Jeff went fishing yesterday and caught a large fish. Upon measuring it he found that the head was 6 inches long. He also noted that the tail was as long as the head plus one-third of the back and that the back was as long as the tail plus twice the head. How long was this fish?
To find the length of the fish, let's break down the information given into equations:
Let H be the length of the fish's head.
The tail is as long as the head plus one-third of the back: T = H + 1/3B.
The back is as long as the tail plus twice the head: B = T + 2H.

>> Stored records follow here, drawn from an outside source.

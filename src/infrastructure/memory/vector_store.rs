use crate::domain::entities::document::{validate_metadata, Document, Metadata, SearchHit};
use crate::domain::error::DomainError;
use crate::domain::ports::embedding_port::{EmbeddingProvider, InputType};
use crate::domain::ports::vector_store::{ProviderInfo, StoreStats, VectorStore};
use crate::domain::values::similarity::cosine_similarity;
use crate::infrastructure::memory::vector_index::VectorIndex;
use std::collections::HashMap;
use std::sync::Arc;
use tokio::sync::{Mutex, RwLock};
use tracing::{debug, error};

#[derive(Debug, Clone, Copy, Default, PartialEq, Eq)]
pub struct StoreOptions {
    /// Adds beyond this count fail with `CapacityExceeded`. `None` is unbounded.
    pub max_documents: Option<usize>,
}

#[derive(Default)]
struct StoreState {
    documents: HashMap<String, Document>,
    index: VectorIndex,
}

/// Session-scoped document store searched by linear cosine scan.
///
/// Mutations hold `writer` from start to finish, embedding call included, so
/// two adds never interleave. The document map and index sit behind a single
/// `RwLock`; a search scores against whatever state was committed when it
/// took the read lock.
pub struct InMemoryVectorStore {
    session_id: String,
    embedder: Arc<dyn EmbeddingProvider>,
    options: StoreOptions,
    state: RwLock<StoreState>,
    writer: Mutex<()>,
}

impl InMemoryVectorStore {
    pub fn new(session_id: impl Into<String>, embedder: Arc<dyn EmbeddingProvider>) -> Self {
        Self::with_options(session_id, embedder, StoreOptions::default())
    }

    pub fn with_options(
        session_id: impl Into<String>,
        embedder: Arc<dyn EmbeddingProvider>,
        options: StoreOptions,
    ) -> Self {
        Self {
            session_id: session_id.into(),
            embedder,
            options,
            state: RwLock::new(StoreState::default()),
            writer: Mutex::new(()),
        }
    }

    pub fn session_id(&self) -> &str {
        &self.session_id
    }

    pub fn options(&self) -> StoreOptions {
        self.options
    }

    /// Lengths of the index's id and embedding columns.
    pub async fn index_lengths(&self) -> (usize, usize) {
        let state = self.state.read().await;
        (state.index.len(), state.index.embedding_count())
    }

    async fn embed_one(&self, text: &str, input_type: InputType) -> Result<Vec<f32>, DomainError> {
        let mut vectors = self.embedder.embed(&[text.to_string()], input_type).await?;
        if vectors.len() != 1 {
            return Err(DomainError::Embedding(format!(
                "Provider {} returned {} vectors for 1 input",
                self.embedder.name(),
                vectors.len()
            )));
        }
        let vector = vectors.remove(0);
        if vector.is_empty() {
            return Err(DomainError::Embedding(format!(
                "Provider {} returned an empty vector",
                self.embedder.name()
            )));
        }
        let expected = self.embedder.dimension();
        if expected > 0 && vector.len() != expected {
            return Err(DomainError::Embedding(format!(
                "Dimension mismatch: provider {} declares {expected}, returned {}",
                self.embedder.name(),
                vector.len()
            )));
        }
        if vector.iter().any(|v| !v.is_finite()) {
            return Err(DomainError::Embedding(
                "Embedding contains NaN or infinite values".to_string(),
            ));
        }
        Ok(vector)
    }
}

#[async_trait::async_trait]
impl VectorStore for InMemoryVectorStore {
    async fn add_document(&self, content: &str, metadata: Metadata) -> Result<String, DomainError> {
        validate_metadata(&metadata).map_err(DomainError::InvalidInput)?;

        let _writer = self.writer.lock().await;

        if let Some(limit) = self.options.max_documents {
            if self.state.read().await.documents.len() >= limit {
                return Err(DomainError::CapacityExceeded { limit });
            }
        }

        let embedding = self.embed_one(content, InputType::Document).await?;
        let doc = Document::new(content.to_string(), embedding, metadata);
        let id = doc.id.clone();

        let mut state = self.state.write().await;
        state.index.push(id.clone(), Arc::clone(&doc.embedding));
        state.documents.insert(id.clone(), doc);
        debug!(session = %self.session_id, document = %id, size = state.documents.len(), "document added");

        Ok(id)
    }

    async fn remove_document(&self, id: &str) -> bool {
        let _writer = self.writer.lock().await;
        let mut state = self.state.write().await;

        let Some(_) = state.documents.remove(id) else {
            return false;
        };
        // The bool return cannot carry `Invariant`; the next search reports the
        // desync through its length check.
        if state.index.remove(id).is_none() {
            error!(session = %self.session_id, document = %id, "document had no index entry");
            debug_assert!(false, "document {id} had no index entry");
        }
        debug!(session = %self.session_id, document = %id, size = state.documents.len(), "document removed");
        true
    }

    async fn search(&self, query: &str, top_k: usize) -> Result<Vec<SearchHit>, DomainError> {
        if top_k == 0 || self.state.read().await.documents.is_empty() {
            return Ok(Vec::new());
        }

        let query_vector = self.embed_one(query, InputType::Query).await?;

        let state = self.state.read().await;
        if state.index.len() != state.index.embedding_count()
            || state.index.len() != state.documents.len()
        {
            return Err(DomainError::Invariant(format!(
                "Index holds {} ids and {} embeddings for {} documents",
                state.index.len(),
                state.index.embedding_count(),
                state.documents.len()
            )));
        }

        let mut scored = Vec::with_capacity(state.index.len());
        for (id, embedding) in state.index.iter() {
            let doc = state.documents.get(id).ok_or_else(|| {
                DomainError::Invariant(format!("Index entry {id} has no matching document"))
            })?;
            scored.push((doc, cosine_similarity(&query_vector, embedding)));
        }

        // Stable sort: equal scores keep insertion order.
        scored.sort_by(|a, b| b.1.partial_cmp(&a.1).unwrap_or(std::cmp::Ordering::Equal));
        scored.truncate(top_k);

        debug!(session = %self.session_id, hits = scored.len(), "search complete");
        Ok(scored
            .into_iter()
            .map(|(doc, score)| SearchHit::from_document(doc, score))
            .collect())
    }

    async fn clear(&self) {
        let _writer = self.writer.lock().await;
        let mut state = self.state.write().await;
        state.documents.clear();
        state.index.clear();
        debug!(session = %self.session_id, "store cleared");
    }

    async fn size(&self) -> usize {
        self.state.read().await.documents.len()
    }

    async fn has_document(&self, id: &str) -> bool {
        self.state.read().await.documents.contains_key(id)
    }

    async fn get_document(&self, id: &str) -> Option<Document> {
        self.state.read().await.documents.get(id).cloned()
    }

    async fn stats(&self) -> StoreStats {
        let state = self.state.read().await;
        let docs = state.documents.values();
        StoreStats {
            document_count: state.documents.len(),
            total_size: docs.clone().map(Document::byte_len).sum(),
            oldest_document: docs.clone().map(|d| d.created_at).min(),
            newest_document: docs.map(|d| d.created_at).max(),
        }
    }

    fn provider_info(&self) -> ProviderInfo {
        ProviderInfo {
            name: self.embedder.name().to_string(),
            dimensions: self.embedder.dimension(),
        }
    }
}
pub mod similarity;
/// Cosine of the angle between two vectors.
///
/// Vectors of different length, empty vectors, and vectors with zero magnitude
/// all score 0.0 instead of producing NaN.
pub fn cosine_similarity(a: &[f32], b: &[f32]) -> f64 {
    if a.len() != b.len() || a.is_empty() {
        return 0.0;
    }
    let mut dot = 0.0_f64;
    let mut norm_a = 0.0_f64;
    let mut norm_b = 0.0_f64;
    for (x, y) in a.iter().zip(b.iter()) {
        let x = *x as f64;
        let y = *y as f64;
        dot += x * y;
        norm_a += x * x;
        norm_b += y * y;
    }
    let denom = norm_a.sqrt() * norm_b.sqrt();
    if denom == 0.0 { 0.0 } else { dot / denom }
}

We can substitute the value of T from the first equation into the second equation:
B = (H + 1/3B) + 2H.
To simplify this equation, let's get rid of the fraction by multiplying both sides by 3:
3B = 3H + B + 6H.
Combine like terms on the right side of the equation:
3B - B = 9H.
2B = 9H.
Divide both sides of the equation by 9 to solve for B:
B = (9H) / 2.
Now we can substitute the value of B back into the first equation to find T:
T = H + 1/3B.
T = H + (1/3)((9H) / 2).
T = H + (3H / 2).
T = (2H + 3H) / 2.
T = 5H / 2.
Finally, the length of the fish is the sum of the head, tail, and back:
Length = H + T + B.
Length = H + (5H / 2) + (9H / 2).
Length = (2H + 5H + 9H) / 2.
Length = 16H / 2.
Length = 8H.
Therefore, the length of the fish is 8 times the length of its head. To find the length of the fish, we would need to know the length of the head, as it is not given in the question.